Not a Typical Female
I pride myself on being weird. I believe it started out more as a defense mechanism against the bullies and jerks in elementary school. But in time I realized that weird is interesting. And I don't get easily distracted from something very interesting.
Another aspect I have uncovered about being weird is that it frees me up to pursue almost anything. I don't worry about how it will look to society if I decide I want to wear neckties through part of middle school. I liked them therefore I wore them.
Accepting my differences and even embracing some of them seemed to have an unexpected effect on the jerks and bullies. Honestly I'm not sure what specifically happened, but I think I became too difficult to deal with. When someone tells you that you are weird and will never be popular they expect you to be hurt and cower.
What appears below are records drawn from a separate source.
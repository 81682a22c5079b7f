/*
services/student_service.rs
├─ create()   ← étudiant + infos académiques, une transaction
├─ get()      ← étudiant + infos académiques + documents
├─ update()   ← mise à jour partielle, une transaction
├─ delete()   ← documents + infos académiques + étudiant, puis fichiers sur le disque
├─ list()     ← tous les étudiants, skip/limit optionnels
└─ search()   ← college / year / department, combinés en ET

Les relations sont chargées explicitement : une requête IN (...) par table
liée pour toute la page d'étudiants, puis assemblage en mémoire (load_views).
*/
use std::collections::HashMap;

use chrono::{SubsecRound, Utc};
use sea_orm::sea_query::{Expr, Func, LikeExpr, SimpleExpr};
use sea_orm::*;

use crate::error::AppError;
use crate::models::dto::{
    AcademicDetailsPatch, CreateStudentRequest, Pagination, SearchQuery, StudentResponse,
    UpdateStudentRequest,
};
use crate::models::{academic_details, documents, students};
use crate::services::storage::DocumentStorage;

pub struct StudentService;

impl StudentService {
    pub async fn create(
        db: &DatabaseConnection,
        owner_user_id: Option<i32>,
        request: CreateStudentRequest,
    ) -> Result<StudentResponse, AppError> {
        let txn = db.begin().await?;

        Self::ensure_email_free(&txn, &request.email, None).await?;

        let student = students::ActiveModel {
            name: Set(request.name),
            email: Set(request.email),
            phone: Set(request.phone),
            gender: Set(request.gender),
            owner_user_id: Set(owner_user_id),
            created_at: Set(Utc::now().trunc_subsecs(6)),
            ..Default::default()
        }
        .insert(&txn)
        .await
        .map_err(map_unique_violation)?;

        let academic = request.academic_details;
        let academic = academic_details::ActiveModel {
            student_id: Set(student.id),
            college_name: Set(academic.college_name),
            department: Set(academic.department),
            graduation_year: Set(academic.graduation_year),
            cgpa: Set(academic.cgpa),
            backlogs: Set(academic.backlogs),
            ..Default::default()
        }
        .insert(&txn)
        .await?;

        txn.commit().await?;
        tracing::info!(student_id = student.id, ?owner_user_id, "student created");

        Ok(StudentResponse::assemble(student, Some(academic), Vec::new()))
    }

    pub async fn get(db: &DatabaseConnection, student_id: i32) -> Result<StudentResponse, AppError> {
        let student = Self::find_student(db, student_id).await?;
        let mut views = Self::load_views(db, vec![student]).await?;
        views
            .pop()
            .ok_or_else(|| AppError::Internal("student view went missing".to_string()))
    }

    pub async fn update(
        db: &DatabaseConnection,
        student_id: i32,
        patch: UpdateStudentRequest,
    ) -> Result<StudentResponse, AppError> {
        let txn = db.begin().await?;

        let student = Self::find_student(&txn, student_id).await?;

        if let Some(email) = &patch.email {
            Self::ensure_email_free(&txn, email, Some(student_id)).await?;
        }

        // 1. Colonnes de l'étudiant
        let mut active: students::ActiveModel = student.clone().into();
        if let Some(name) = patch.name {
            active.name = Set(name);
        }
        if let Some(email) = patch.email {
            active.email = Set(email);
        }
        if let Some(phone) = patch.phone {
            active.phone = Set(phone);
        }
        if let Some(gender) = patch.gender {
            active.gender = Set(gender);
        }
        let student = if active.is_changed() {
            active.update(&txn).await.map_err(map_unique_violation)?
        } else {
            student
        };

        // 2. Infos académiques
        if let Some(academic_patch) = patch.academic_details {
            Self::apply_academic_patch(&txn, student_id, academic_patch).await?;
        }

        txn.commit().await?;
        tracing::info!(student_id, "student updated");

        Self::get(db, student.id).await
    }

    /// Supprime l'étudiant, ses infos académiques et ses documents dans une
    /// transaction, puis supprime les fichiers.
    pub async fn delete(
        db: &DatabaseConnection,
        storage: &dyn DocumentStorage,
        student_id: i32,
    ) -> Result<(), AppError> {
        let txn = db.begin().await?;

        let student = Self::find_student(&txn, student_id).await?;

        let docs = documents::Entity::find()
            .filter(documents::Column::StudentId.eq(student_id))
            .all(&txn)
            .await?;

        documents::Entity::delete_many()
            .filter(documents::Column::StudentId.eq(student_id))
            .exec(&txn)
            .await?;
        academic_details::Entity::delete_many()
            .filter(academic_details::Column::StudentId.eq(student_id))
            .exec(&txn)
            .await?;
        student.delete(&txn).await?;

        txn.commit().await?;

        // les lignes sont déjà supprimées : un fichier non supprimé est seulement loggé
        for doc in &docs {
            if let Err(e) = storage.remove(&doc.storage_path).await {
                tracing::warn!(student_id, document_id = doc.id, error = %e, "orphaned document file");
            }
        }

        tracing::info!(student_id, documents = docs.len(), "student deleted");
        Ok(())
    }

    pub async fn list(
        db: &DatabaseConnection,
        pagination: Pagination,
    ) -> Result<Vec<StudentResponse>, AppError> {
        let query = students::Entity::find().order_by_asc(students::Column::Id);
        let rows = paginate(query, pagination).all(db).await?;
        Self::load_views(db, rows).await
    }

    /// Filtres combinés en ET, les filtres absents sont ignorés. College et
    /// department : sous-chaîne sans casse. Year : égalité stricte.
    pub async fn search(
        db: &DatabaseConnection,
        filters: &SearchQuery,
    ) -> Result<Vec<StudentResponse>, AppError> {
        let mut condition = Condition::all();

        if let Some(college) = non_blank(&filters.college) {
            condition = condition.add(ilike(academic_details::Column::CollegeName, college));
        }
        if let Some(year) = filters.year {
            condition = condition.add(academic_details::Column::GraduationYear.eq(year));
        }
        if let Some(department) = non_blank(&filters.department) {
            condition = condition.add(ilike(academic_details::Column::Department, department));
        }

        let query = students::Entity::find()
            .inner_join(academic_details::Entity)
            .filter(condition)
            .order_by_asc(students::Column::Id);

        let rows = paginate(query, filters.pagination()).all(db).await?;
        Self::load_views(db, rows).await
    }

    pub async fn exists<C: ConnectionTrait>(db: &C, student_id: i32) -> Result<bool, AppError> {
        let count = students::Entity::find_by_id(student_id).count(db).await?;
        Ok(count > 0)
    }

    pub async fn count(db: &DatabaseConnection) -> Result<u64, AppError> {
        Ok(students::Entity::find().count(db).await?)
    }

    async fn find_student<C: ConnectionTrait>(db: &C, student_id: i32) -> Result<students::Model, AppError> {
        students::Entity::find_by_id(student_id)
            .one(db)
            .await?
            .ok_or_else(|| AppError::NotFound("Student not found".to_string()))
    }

    async fn ensure_email_free<C: ConnectionTrait>(
        db: &C,
        email: &str,
        except_id: Option<i32>,
    ) -> Result<(), AppError> {
        let mut query = students::Entity::find().filter(students::Column::Email.eq(email));
        if let Some(id) = except_id {
            query = query.filter(students::Column::Id.ne(id));
        }

        if query.count(db).await? > 0 {
            return Err(AppError::Conflict("Email already registered".to_string()));
        }
        Ok(())
    }

    async fn apply_academic_patch(
        txn: &DatabaseTransaction,
        student_id: i32,
        patch: AcademicDetailsPatch,
    ) -> Result<(), AppError> {
        let existing = academic_details::Entity::find()
            .filter(academic_details::Column::StudentId.eq(student_id))
            .one(txn)
            .await?;

        match existing {
            Some(row) => {
                let mut active: academic_details::ActiveModel = row.into();
                if let Some(v) = patch.college_name {
                    active.college_name = Set(v);
                }
                if let Some(v) = patch.department {
                    active.department = Set(v);
                }
                if let Some(v) = patch.graduation_year {
                    active.graduation_year = Set(v);
                }
                if let Some(v) = patch.cgpa {
                    active.cgpa = Set(v);
                }
                if let Some(v) = patch.backlogs {
                    active.backlogs = Set(v);
                }
                if active.is_changed() {
                    active.update(txn).await?;
                }
            }
            // pas encore de ligne : le patch doit être complet
            None => {
                let (Some(college_name), Some(department), Some(graduation_year), Some(cgpa)) =
                    (patch.college_name, patch.department, patch.graduation_year, patch.cgpa)
                else {
                    return Err(AppError::Validation(
                        "academic_details requires college_name, department, graduation_year and cgpa"
                            .to_string(),
                    ));
                };

                academic_details::ActiveModel {
                    student_id: Set(student_id),
                    college_name: Set(college_name),
                    department: Set(department),
                    graduation_year: Set(graduation_year),
                    cgpa: Set(cgpa),
                    backlogs: Set(patch.backlogs.unwrap_or(0)),
                    ..Default::default()
                }
                .insert(txn)
                .await?;
            }
        }

        Ok(())
    }

    /// Récupère infos académiques et documents de tous les étudiants donnés,
    /// une requête par table, en gardant l'ordre des étudiants.
    async fn load_views<C: ConnectionTrait>(
        db: &C,
        rows: Vec<students::Model>,
    ) -> Result<Vec<StudentResponse>, AppError> {
        if rows.is_empty() {
            return Ok(Vec::new());
        }

        let ids: Vec<i32> = rows.iter().map(|s| s.id).collect();

        let mut academics: HashMap<i32, academic_details::Model> = academic_details::Entity::find()
            .filter(academic_details::Column::StudentId.is_in(ids.clone()))
            .all(db)
            .await?
            .into_iter()
            .map(|a| (a.student_id, a))
            .collect();

        let mut docs: HashMap<i32, Vec<documents::Model>> = HashMap::new();
        for doc in documents::Entity::find()
            .filter(documents::Column::StudentId.is_in(ids))
            .order_by_asc(documents::Column::Id)
            .all(db)
            .await?
        {
            docs.entry(doc.student_id).or_default().push(doc);
        }

        Ok(rows
            .into_iter()
            .map(|student| {
                let academic = academics.remove(&student.id);
                let documents = docs.remove(&student.id).unwrap_or_default();
                StudentResponse::assemble(student, academic, documents)
            })
            .collect())
    }
}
My response was that I liked being weird and I was popular among my friends. Boy do I wish I could be this succinct as an adult! My heart was racing and I probably was having a wee bit of a panic attack. The jerk's face is difficult to describe but they never came directly st me again. Here's what I want to point out...I did not plan what to say or say anything specific to change the dynamic. What I did was to hide my worry and anxiety while simply telling them I didn't care. And I truly believe, and still do, everything I told this bully. By the way, this was when I was in 5th grade.
I do wish I had the ability back then to analyze the situation and figure out how to translate it onto other situations. However I'm still struggling with that as an adult.
So embracing the weird and accepting how I see things is freeing and empowering, once I work through any anger and sorrow. It can be very lonely too.
Truly not caring what other people think about me (which takes practice and doesn't always work) has allowed me to try anything that catches my interest. From making knives to making croissants. Taking apart computers and realizing that I can't yet accomplish how I want to reconfigure and reuse them. Why not? I mean, my brain isn't limited by my gender. And nobody has the right to tell me how to think and feel.